■ RECORDS TO PROCESS ■
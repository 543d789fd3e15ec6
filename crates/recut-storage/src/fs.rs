//! Filesystem blob store.

use std::path::{Path, PathBuf};

use async_trait::async_trait;
use tracing::debug;

use crate::error::{StorageError, StorageResult};
use crate::BlobStore;

/// Blob store rooted at a local directory. Keys map directly to relative
/// paths; URIs are `file://` URLs ffmpeg and ffprobe open natively.
#[derive(Clone)]
pub struct FsBlobStore {
    root: PathBuf,
}

impl FsBlobStore {
    pub fn new(root: impl Into<PathBuf>) -> Self {
        Self { root: root.into() }
    }

    /// Create from `RECUT_BLOB_ROOT`, defaulting to `/var/lib/recut/blobs`.
    pub fn from_env() -> Self {
        let root = std::env::var("RECUT_BLOB_ROOT")
            .unwrap_or_else(|_| "/var/lib/recut/blobs".to_string());
        Self::new(root)
    }

    fn resolve(&self, key: &str) -> PathBuf {
        self.root.join(key)
    }
}

#[async_trait]
impl BlobStore for FsBlobStore {
    async fn put_file(&self, key: &str, path: &Path, _content_type: &str) -> StorageResult<String> {
        let dest = self.resolve(key);
        if let Some(parent) = dest.parent() {
            tokio::fs::create_dir_all(parent).await?;
        }
        // Copy then rename within the same directory so readers never see a
        // partially written object.
        let staging = dest.with_extension("part");
        tokio::fs::copy(path, &staging).await?;
        tokio::fs::rename(&staging, &dest).await?;
        debug!(key, src = %path.display(), "Stored blob");
        self.readable_uri(key).await
    }

    async fn fetch_to_file(&self, key: &str, dest: &Path) -> StorageResult<()> {
        let src = self.resolve(key);
        if !src.exists() {
            return Err(StorageError::NotFound(key.to_string()));
        }
        if let Some(parent) = dest.parent() {
            tokio::fs::create_dir_all(parent).await?;
        }
        tokio::fs::copy(&src, dest).await?;
        Ok(())
    }

    async fn exists(&self, key: &str) -> StorageResult<bool> {
        Ok(tokio::fs::try_exists(self.resolve(key)).await?)
    }

    async fn delete_prefix(&self, prefix: &str) -> StorageResult<()> {
        let dir = self.resolve(prefix);
        match tokio::fs::remove_dir_all(&dir).await {
            Ok(()) => Ok(()),
            Err(e) if e.kind() == std::io::ErrorKind::NotFound => Ok(()),
            Err(e) => Err(e.into()),
        }
    }

    async fn readable_uri(&self, key: &str) -> StorageResult<String> {
        Ok(format!("file://{}", self.resolve(key).display()))
    }

    fn local_path(&self, key: &str) -> Option<PathBuf> {
        Some(self.resolve(key))
    }
}

#[cfg(test)]
mod tests {
    use super::*;

    #[tokio::test]
    async fn test_put_fetch_round_trip() {
        let root = tempfile::tempdir().unwrap();
        let store = FsBlobStore::new(root.path());

        let src = root.path().join("input.bin");
        tokio::fs::write(&src, b"payload").await.unwrap();

        let uri = store
            .put_file("derived/m1/audio.wav", &src, "audio/wav")
            .await
            .unwrap();
        assert!(uri.starts_with("file://"));
        assert!(store.exists("derived/m1/audio.wav").await.unwrap());

        let dest = root.path().join("out.bin");
        store
            .fetch_to_file("derived/m1/audio.wav", &dest)
            .await
            .unwrap();
        assert_eq!(tokio::fs::read(&dest).await.unwrap(), b"payload");
    }

    #[tokio::test]
    async fn test_delete_prefix_removes_scratch() {
        let root = tempfile::tempdir().unwrap();
        let store = FsBlobStore::new(root.path());

        let src = root.path().join("seg.mkv");
        tokio::fs::write(&src, b"x").await.unwrap();
        store
            .put_file("tmp/j1/segments/0000.mkv", &src, "video/x-matroska")
            .await
            .unwrap();

        store.delete_prefix("tmp/j1").await.unwrap();
        assert!(!store.exists("tmp/j1/segments/0000.mkv").await.unwrap());
        // Deleting again is a no-op.
        store.delete_prefix("tmp/j1").await.unwrap();
    }

    #[tokio::test]
    async fn test_fetch_missing_is_not_found() {
        let root = tempfile::tempdir().unwrap();
        let store = FsBlobStore::new(root.path());
        let dest = root.path().join("out.bin");
        let err = store.fetch_to_file("nope", &dest).await.unwrap_err();
        assert!(matches!(err, StorageError::NotFound(_)));
    }
}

■ ACTIVITY ■
Transcribe all of the lines in the records precisely.

■ SOLUTION TO THIS PROBLEM ■
repository 543d789fd3e15ec6
filename crates/recut-storage/src/fs.rs
//! Filesystem blob store.

use std::path::{Path, PathBuf};

use async_trait::async_trait;
use tracing::debug;

use crate::error::{StorageError, StorageResult};
use crate::BlobStore;

/// Blob store rooted at a local directory. Keys map directly to relative
/// paths; URIs are `file://` URLs ffmpeg and ffprobe open natively.
#[derive(Clone)]
pub struct FsBlobStore {
    root: PathBuf,
}

impl FsBlobStore {
    pub fn new(root: impl Into<PathBuf>) -> Self {
        Self { root: root.into() }
    }

    /// Create from `RECUT_BLOB_ROOT`, defaulting to `/var/lib/recut/blobs`.
    pub fn from_env() -> Self {
        let root = std::env::var("RECUT_BLOB_ROOT")
            .unwrap_or_else(|_| "/var/lib/recut/blobs".to_string());
        Self::new(root)
    }

    fn resolve(&self, key: &str) -> PathBuf {
        self.root.join(key)
    }
}

#[async_trait]
impl BlobStore for FsBlobStore {
    async fn put_file(&self, key: &str, path: &Path, _content_type: &str) -> StorageResult<String> {
        let dest = self.resolve(key);
        if let Some(parent) = dest.parent() {
            tokio::fs::create_dir_all(parent).await?;
        }
        // Copy then rename within the same directory so readers never see a
        // partially written object.
        let staging = dest.with_extension("part");
        tokio::fs::copy(path, &staging).await?;
        tokio::fs::rename(&staging, &dest).await?;
        debug!(key, src = %path.display(), "Stored blob");
        self.readable_uri(key).await
    }

    async fn fetch_to_file(&self, key: &str, dest: &Path) -> StorageResult<()> {
        let src = self.resolve(key);
        if !src.exists() {
            return Err(StorageError::NotFound(key.to_string()));
        }
        if let Some(parent) = dest.parent() {
            tokio::fs::create_dir_all(parent).await?;
        }
        tokio::fs::copy(&src, dest).await?;
        Ok(())
    }

    async fn exists(&self, key: &str) -> StorageResult<bool> {
        Ok(tokio::fs::try_exists(self.resolve(key)).await?)
    }

    async fn delete_prefix(&self, prefix: &str) -> StorageResult<()> {
        let dir = self.resolve(prefix);
        match tokio::fs::remove_dir_all(&dir).await {
            Ok(()) => Ok(()),
            Err(e) if e.kind() == std::io::ErrorKind::NotFound => Ok(()),
            Err(e) => Err(e.into()),
        }
    }

    async fn readable_uri(&self, key: &str) -> StorageResult<String> {
        Ok(format!("file://{}", self.resolve(key).display()))
    }

    fn local_path(&self, key: &str) -> Option<PathBuf> {
        Some(self.resolve(key))
    }
}

#[cfg(test)]
mod tests {
    use super::*;

    #[tokio::test]
    async fn test_put_fetch_round_trip() {
        let root = tempfile::tempdir().unwrap();
        let store = FsBlobStore::new(root.path());

        let src = root.path().join("input.bin");
        tokio::fs::write(&src, b"payload").await.unwrap();

        let uri = store
            .put_file("derived/m1/audio.wav", &src, "audio/wav")
            .await
            .unwrap();
        assert!(uri.starts_with("file://"));
        assert!(store.exists("derived/m1/audio.wav").await.unwrap());

        let dest = root.path().join("out.bin");
        store
            .fetch_to_file("derived/m1/audio.wav", &dest)
            .await
            .unwrap();
        assert_eq!(tokio::fs::read(&dest).await.unwrap(), b"payload");
    }

    #[tokio::test]
    async fn test_delete_prefix_removes_scratch() {
        let root = tempfile::tempdir().unwrap();
        let store = FsBlobStore::new(root.path());

        let src = root.path().join("seg.mkv");
        tokio::fs::write(&src, b"x").await.unwrap();
        store
            .put_file("tmp/j1/segments/0000.mkv", &src, "video/x-matroska")
            .await
            .unwrap();

        store.delete_prefix("tmp/j1").await.unwrap();
        assert!(!store.exists("tmp/j1/segments/0000.mkv").await.unwrap());
        // Deleting again is a no-op.
        store.delete_prefix("tmp/j1").await.unwrap();
    }

    #[tokio::test]
    async fn test_fetch_missing_is_not_found() {
        let root = tempfile::tempdir().unwrap();
        let store = FsBlobStore::new(root.path());
        let dest = root.path().join("out.bin");
        let err = store.fetch_to_file("nope", &dest).await.unwrap_err();
        assert!(matches!(err, StorageError::NotFound(_)));
    }
}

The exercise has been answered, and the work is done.